Note: If you’re feeling a bit lost 🤷🏻‍♂️🤷🏻‍♀️, I’d recommend going back to the previous posts (here and here) and reading through them. It was very confusing to me at first and understanding these basic concepts. The way in which jq accesses “order” key’s values, pipes them so I can access them without typing order.id, order.email, order.phone and then encloses them with ‘[‘ and ‘]’ is unusual. Understanding these basics are key 😜to using jq .


A Correction (or addition?) and Apology

https://giphy.com/gifs/abcnetwork-fresh-off-the-boat-xT0xeFzKfeZQ52LoFG

Previously I implied the only way to use jq was to pipe the result of cat into it. Then I went on and pointed out a resource for redirection operators for unix/linux. Well, in the midst of writing this blog I discovered that you DO NOT have to pipe data into jq . It is perfectly happy to accept the normal command syntax as follows:

$ jq '.order | [.id, .email, .phone, .billing_address, .shipping_address, .line_items]' sampleOrder.json

I’m sorry!

I feel a bit silly and naive, but that’s okay. I’m always finding myself corrected (or, as I think of it ‘updated’) either by others or through self-discovery and its all a part of the process we call growth! 🌱

Aside: That’s partly why I love gardening and plants so much, especially durable, vigorous plants. You can prune and shape, sometimes even cut them right above the root and they’ll grow back stronger and more robust than ever.

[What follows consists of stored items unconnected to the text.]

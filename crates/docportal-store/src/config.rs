//! Store configuration.

use std::path::PathBuf;

use docportal_core::defaults::{DEFAULT_DATA_DIR, RECENT_ITEMS_MAX};
use docportal_core::{Error, Result};
use tracing::warn;

use crate::storage::FileStorage;

/// Environment variable naming the file storage directory.
pub const DATA_DIR_ENV: &str = "DOCPORTAL_DATA_DIR";

/// Environment variable overriding the recently viewed cap.
pub const RECENT_MAX_ENV: &str = "DOCPORTAL_RECENT_MAX";

/// Where per-user state lives and how much history is kept.
#[derive(Debug, Clone, PartialEq, Eq)]
pub struct StoreConfig {
    /// Directory for [`FileStorage`].
    pub data_dir: PathBuf,
    /// Maximum number of recently viewed documents retained.
    pub recent_max: usize,
}

impl Default for StoreConfig {
    fn default() -> Self {
        Self {
            data_dir: PathBuf::from(DEFAULT_DATA_DIR),
            recent_max: RECENT_ITEMS_MAX,
        }
    }
}

impl StoreConfig {
    /// Load configuration from environment variables with fallback to defaults.
    pub fn from_env() -> Self {
        Self::from_lookup(|name| std::env::var(name).ok())
    }

    /// Build from an arbitrary variable lookup. `from_env` delegates here so
    /// tests need not mutate the process environment.
    pub fn from_lookup<F>(lookup: F) -> Self
    where
        F: Fn(&str) -> Option<String>,
    {
        let mut config = Self::default();

        if let Some(val) = lookup(DATA_DIR_ENV) {
            if val.trim().is_empty() {
                warn!(value = %val, "Empty DOCPORTAL_DATA_DIR, using default");
            } else {
                config.data_dir = PathBuf::from(val);
            }
        }

        if let Some(val) = lookup(RECENT_MAX_ENV) {
            match val.trim().parse::<usize>() {
                Ok(n) if n > 0 => config.recent_max = n,
                _ => warn!(value = %val, "Invalid DOCPORTAL_RECENT_MAX, using default"),
            }
        }

        config
    }

    /// Reject configurations a store cannot be opened with.
    pub fn validate(&self) -> Result<()> {
        if self.data_dir.as_os_str().is_empty() {
            return Err(Error::Config("data_dir must not be empty".to_string()));
        }
        if self.recent_max == 0 {
            return Err(Error::Config("recent_max must be at least 1".to_string()));
        }
        Ok(())
    }

    /// File storage rooted at the configured data directory.
    pub fn file_storage(&self) -> FileStorage {
        FileStorage::new(&self.data_dir)
    }
}
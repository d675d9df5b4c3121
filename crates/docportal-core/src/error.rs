//! Error types for docportal.

use thiserror::Error;

/// Result type alias using docportal's Error type.
pub type Result<T> = std::result::Result<T, Error>;

/// Core error type for docportal operations.
#[derive(Error, Debug)]
pub enum Error {
    /// Category tag outside the closed documentation category set
    #[error("Unknown document category: {0}")]
    UnknownCategory(String),

    /// Invalid input
    #[error("Invalid input: {0}")]
    InvalidInput(String),

    /// Resource not found
    #[error("Not found: {0}")]
    NotFound(String),

    /// Serialization/deserialization error
    #[error("Serialization error: {0}")]
    Serialization(String),

    /// Key-value storage operation failed
    #[error("Storage error: {0}")]
    Storage(String),

    /// Configuration error
    #[error("Configuration error: {0}")]
    Config(String),

    /// File I/O operation failed
    #[error("I/O error: {0}")]
    Io(#[from] std::io::Error),
}

impl From<serde_json::Error> for Error {
    fn from(e: serde_json::Error) -> Self {
        Error::Serialization(e.to_string())
    }
}
//! Date normalization for document metadata.
//!
//! Catalog dates arrive in two incompatible encodings:
//!
//! - `MM-DD-YYYY` literals (zero-padded month and day, four-digit year),
//!   interpreted as local midnight of that calendar date;
//! - standard date/time strings (RFC 3339, RFC 2822, ISO 8601 without an
//!   offset, or a bare `YYYY-MM-DD`).
//!
//! Every comparison and display of a document date goes through
//! [`DateNormalizer`]. All formatting operations are total: on failure they
//! hand back the caller's original string. The current instant is always an
//! explicit argument so results are reproducible under a fixed clock.
//!
//! # Example
//!
//! ```
//! use chrono::{TimeZone, Utc};
//! use docportal_core::DateNormalizer;
//!
//! let dates = DateNormalizer::new(Utc);
//! assert_eq!(dates.format_full_date("01-15-2024"), "January 15, 2024");
//! assert_eq!(dates.format_short_date("01-15-2024"), "Jan 15, 2024");
//!
//! let now = Utc.with_ymd_and_hms(2024, 2, 1, 0, 0, 0).unwrap();
//! assert!(dates.is_new("01-15-2024", now));
//! ```

use chrono::{
    DateTime, Datelike, Duration, Local, Months, NaiveDate, NaiveDateTime, TimeZone, Utc,
};
use once_cell::sync::Lazy;
use regex::Regex;
use tracing::{trace, warn};

use crate::defaults::NEW_WINDOW_MONTHS;

static MONTH_DAY_YEAR: Lazy<Regex> =
    Lazy::new(|| Regex::new(r"^([0-9]{2})-([0-9]{2})-([0-9]{4})$").unwrap());

/// ISO 8601 date-time layouts without an offset, read as local time.
const NAIVE_DATETIME_FORMATS: &[&str] = &[
    "%Y-%m-%dT%H:%M:%S%.f",
    "%Y-%m-%dT%H:%M",
    "%Y-%m-%d %H:%M:%S%.f",
    "%Y-%m-%d %H:%M",
];

const DISPLAY_FORMAT: &str = "%m-%d-%Y";
const FULL_FORMAT: &str = "%B %d, %Y";
const SHORT_FORMAT: &str = "%b %d, %Y";

const MINUTES_IN_DAY: i64 = 1440;
const MINUTES_IN_MONTH: i64 = 43_200;
const MINUTES_IN_TWO_MONTHS: i64 = 86_400;

// =============================================================================
// PARSED DATE
// =============================================================================

/// Outcome of parsing a document date.
///
/// Ordering is total: valid instants compare chronologically and every
/// valid instant sorts before [`ParsedDate::Invalid`].
#[derive(Debug, Clone, Copy, PartialEq, Eq, PartialOrd, Ord, Hash)]
pub enum ParsedDate {
    Valid(DateTime<Utc>),
    Invalid,
}

impl ParsedDate {
    pub fn is_valid(&self) -> bool {
        matches!(self, Self::Valid(_))
    }

    pub fn instant(&self) -> Option<DateTime<Utc>> {
        match self {
            Self::Valid(dt) => Some(*dt),
            Self::Invalid => None,
        }
    }
}

// =============================================================================
// DATE NORMALIZER
// =============================================================================

/// Parses and renders document dates in a fixed time zone.
///
/// `MM-DD-YYYY` dates become midnight in `tz`, offset-less date-times are
/// read in `tz`, and rendering happens in `tz`. Production code uses the
/// host zone via [`DateNormalizer::local`]; tests pin `Utc`.
#[derive(Debug, Clone)]
pub struct DateNormalizer<Tz: TimeZone = Local> {
    tz: Tz,
}

impl DateNormalizer<Local> {
    /// Normalizer for the host's local time zone.
    pub fn local() -> Self {
        Self { tz: Local }
    }
}

impl Default for DateNormalizer<Local> {
    fn default() -> Self {
        Self::local()
    }
}

impl<Tz: TimeZone> DateNormalizer<Tz>
where
    Tz::Offset: std::fmt::Display,
{
    pub fn new(tz: Tz) -> Self {
        Self { tz }
    }

    pub fn timezone(&self) -> &Tz {
        &self.tz
    }

    /// Parse either accepted form into an instant.
    ///
    /// Empty input is [`ParsedDate::Invalid`]; a missing date is not
    /// treated as "modified just now".
    pub fn parse(&self, input: &str) -> ParsedDate {
        if input.trim().is_empty() {
            warn!(subsystem = "dates", op = "parse", "Empty date string treated as invalid");
            return ParsedDate::Invalid;
        }

        let parsed = match MONTH_DAY_YEAR.captures(input) {
            Some(caps) => self.parse_month_day_year(&caps[1], &caps[2], &caps[3]),
            None => self.parse_standard(input.trim()),
        };

        match parsed {
            Some(instant) => {
                trace!(subsystem = "dates", raw_input = %input, parsed = %instant, "Parsed date");
                ParsedDate::Valid(instant)
            }
            None => {
                trace!(subsystem = "dates", raw_input = %input, "Unparseable date");
                ParsedDate::Invalid
            }
        }
    }

    /// True iff `input` is strictly after `now` minus three calendar months.
    ///
    /// Month subtraction is calendar arithmetic on the wall clock in the
    /// normalizer's zone, clamping to the last day of shorter months
    /// (May 31 → Feb 29). A cutoff landing in a DST gap resolves as
    /// [`DateNormalizer::parse`] does.
    pub fn is_new(&self, input: &str, now: DateTime<Utc>) -> bool {
        let ParsedDate::Valid(instant) = self.parse(input) else {
            return false;
        };
        now.with_timezone(&self.tz)
            .naive_local()
            .checked_sub_months(Months::new(NEW_WINDOW_MONTHS))
            .and_then(|cutoff| self.localize(cutoff))
            .map(|cutoff| instant > cutoff)
            .unwrap_or(false)
    }

    /// Render as `MM-DD-YYYY`. Input already in that form is returned as-is.
    pub fn format_date(&self, input: &str) -> String {
        if MONTH_DAY_YEAR.is_match(input) {
            return input.to_string();
        }
        self.render(input, DISPLAY_FORMAT)
    }

    /// Render as `"<Month> DD, YYYY"`, e.g. "January 05, 2024".
    pub fn format_full_date(&self, input: &str) -> String {
        self.render(input, FULL_FORMAT)
    }

    /// Render as `"<Mon> DD, YYYY"`, e.g. "Jan 05, 2024".
    pub fn format_short_date(&self, input: &str) -> String {
        self.render(input, SHORT_FORMAT)
    }

    /// Human phrase relative to `now`: "3 days ago", "in about 2 hours".
    pub fn format_relative_time(&self, input: &str, now: DateTime<Utc>) -> String {
        match self.parse(input) {
            ParsedDate::Valid(instant) => self.distance_phrase(instant, now),
            ParsedDate::Invalid => input.to_string(),
        }
    }

    pub fn is_valid_date(&self, input: &str) -> bool {
        self.parse(input).is_valid()
    }

    /// Render an already-parsed date as `MM-DD-YYYY`.
    pub fn display(&self, date: ParsedDate) -> Option<String> {
        date.instant().map(|instant| {
            instant
                .with_timezone(&self.tz)
                .format(DISPLAY_FORMAT)
                .to_string()
        })
    }

    fn render(&self, input: &str, pattern: &str) -> String {
        match self.parse(input) {
            ParsedDate::Valid(instant) => instant.with_timezone(&self.tz).format(pattern).to_string(),
            ParsedDate::Invalid => input.to_string(),
        }
    }

    fn parse_month_day_year(&self, month: &str, day: &str, year: &str) -> Option<DateTime<Utc>> {
        let month: u32 = month.parse().ok()?;
        let day: u32 = day.parse().ok()?;
        let year: i32 = year.parse().ok()?;
        let midnight = NaiveDate::from_ymd_opt(year, month, day)?.and_hms_opt(0, 0, 0)?;
        self.localize(midnight)
    }

    fn parse_standard(&self, input: &str) -> Option<DateTime<Utc>> {
        if let Ok(dt) = DateTime::parse_from_rfc3339(input) {
            return Some(dt.with_timezone(&Utc));
        }
        if let Ok(dt) = DateTime::parse_from_rfc2822(input) {
            return Some(dt.with_timezone(&Utc));
        }
        for format in NAIVE_DATETIME_FORMATS {
            if let Ok(naive) = NaiveDateTime::parse_from_str(input, format) {
                return self.localize(naive);
            }
        }
        // Bare ISO dates are UTC midnight, as host date parsers treat them.
        NaiveDate::parse_from_str(input, "%Y-%m-%d")
            .ok()
            .and_then(|date| date.and_hms_opt(0, 0, 0))
            .map(|naive| Utc.from_utc_datetime(&naive))
    }

    /// Resolve a wall-clock time in the normalizer's zone. Times skipped by
    /// a DST transition resolve one hour later.
    fn localize(&self, naive: NaiveDateTime) -> Option<DateTime<Utc>> {
        self.tz
            .from_local_datetime(&naive)
            .earliest()
            .or_else(|| {
                self.tz
                    .from_local_datetime(&(naive + Duration::hours(1)))
                    .earliest()
            })
            .map(|dt| dt.with_timezone(&Utc))
    }

    fn distance_phrase(&self, instant: DateTime<Utc>, now: DateTime<Utc>) -> String {
        let future = instant > now;
        let (earlier, later) = if future { (now, instant) } else { (instant, now) };
        let minutes = round_div((later - earlier).num_seconds(), 60);

        let phrase = if minutes < 2 {
            if minutes == 0 {
                "less than a minute".to_string()
            } else {
                "1 minute".to_string()
            }
        } else if minutes < 45 {
            format!("{minutes} minutes")
        } else if minutes < 90 {
            "about 1 hour".to_string()
        } else if minutes < MINUTES_IN_DAY {
            format!("about {} hours", round_div(minutes, 60))
        } else if minutes < 2520 {
            "1 day".to_string()
        } else if minutes < MINUTES_IN_MONTH {
            plural(round_div(minutes, MINUTES_IN_DAY), "day")
        } else if minutes < MINUTES_IN_TWO_MONTHS {
            format!("about {}", plural(round_div(minutes, MINUTES_IN_MONTH), "month"))
        } else {
            let months = months_between(
                &earlier.with_timezone(&self.tz),
                &later.with_timezone(&self.tz),
            );
            if months < 12 {
                plural(round_div(minutes, MINUTES_IN_MONTH), "month")
            } else {
                let years = months / 12;
                match months % 12 {
                    0..=2 => format!("about {}", plural(years, "year")),
                    3..=8 => format!("over {}", plural(years, "year")),
                    _ => format!("almost {}", plural(years + 1, "year")),
                }
            }
        };

        if future {
            format!("in {phrase}")
        } else {
            format!("{phrase} ago")
        }
    }
}

/// Integer division rounding half up, for non-negative operands.
fn round_div(value: i64, divisor: i64) -> i64 {
    (value + divisor / 2) / divisor
}

fn plural(count: i64, unit: &str) -> String {
    if count == 1 {
        format!("1 {unit}")
    } else {
        format!("{count} {unit}s")
    }
}

/// Whole calendar months from `earlier` to `later`.
fn months_between<Tz: TimeZone>(earlier: &DateTime<Tz>, later: &DateTime<Tz>) -> i64 {
    let mut months = i64::from(later.year() - earlier.year()) * 12 + i64::from(later.month())
        - i64::from(earlier.month());
    if months > 0 && (later.day(), later.time()) < (earlier.day(), earlier.time()) {
        months -= 1;
    }
    months
}

// =============================================================================
// TESTS
// =============================================================================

⚒ Useful tool alert: JQTERM, JQ Play

The jqterm website by Remy Sharp is great for playing around with jq queries. He also has an interesting list of recipes for jq with real world applications and much more complicated scenarios than I have shown you.

Another jq playground is jq play, interfaces are a little different, so take your pick. If you have a favorite or know other jq playgrounds, please let me know! 🤔

Also, this website, Web Geo Data Vore, has some very straightforward recipes for jq that make learning fun and easy. I highly recommend trying out these commands on our sampleOrder.json, or Web Geo Data Vore’s sample data, or even your own JSON data.


Let’s get our CSV!

Okay, lets get our CSV files from our sampleOrder.JSON file!

So, as you’ve seen getting top-level values is really simple. We can get a complete list of top-level values with the keys_unsorted command:

$ cat sampleOrder.json | jq '.order | keys_unsorted'

or with our newly learned command syntax:

$ jq '.order | keys_unsorted ' sampleOrder.json

This command returns all our top-level values, in the order they show up in the JSON file. If you need a list sorted, alphabetically, use ‘keys’:

[
  "id",
  "email",
  "closed_at",
  "created_at",
  "updated_at",
  "number",
  "note",
  "token",
  "gateway",
  "test",
  "total_price",
  "subtotal_price",
  "total_weight",
  "total_tax",
  "taxes_included",
  "currency",
  "financial_status",
  "confirmed",
  "total_discounts",
  "total_line_items_price",
  "cart_token",
  "buyer_accepts_marketing",
  "name",
  "referring_site",
  "landing_site",
  "cancelled_at",
  "cancel_reason",
  "total_price_usd",
  "checkout_token",
  "reference",
  "user_id",
  "location_id",
  "source_identifier",
  "source_url",
  "processed_at",
  "device_id",
  "phone",
  "customer_locale",
  "app_id",
  "browser_ip",
  "landing_site_ref",
  "order_number",
  "discount_applications",
  "discount_codes",
  "note_attributes",
  "payment_gateway_names",
  "processing_method",
  "checkout_id",
  "source_name",
  "fulfillment_status",
  "tax_lines",
  "tags",
  "contact_email",
  "order_status_url",
  "presentment_currency",
  "total_line_items_price_set",
  "total_discounts_set",
  "total_shipping_price_set",
  "subtotal_price_set",
  "total_price_set",
  "total_tax_set",
  "total_tip_received",
  "admin_graphql_api_id",
  "shipping_lines",
  "billing_address",
  "shipping_address",
  "client_details",
  "payment_details",
  "customer",
  "line_items",
  "fulfillments",
  "refunds"
]

CSV from Simple, Top-level Values

To get top-level, non-object and non-array values we can use:

$ cat sampleOrder.json | jq '.order | [.id, .email, .order_number, .total_price] | [@csv](http://twitter.com/csv) '

One thing you’ll notice is that we used the [] Array Construction operator again. This is because jq requires an array input for its @csv formatter. The output of this command is:

"450789469,\\"[bob.norman@hostmail.com](mailto:bob.norman@hostmail.com)\\",1001,\\"598.94\\""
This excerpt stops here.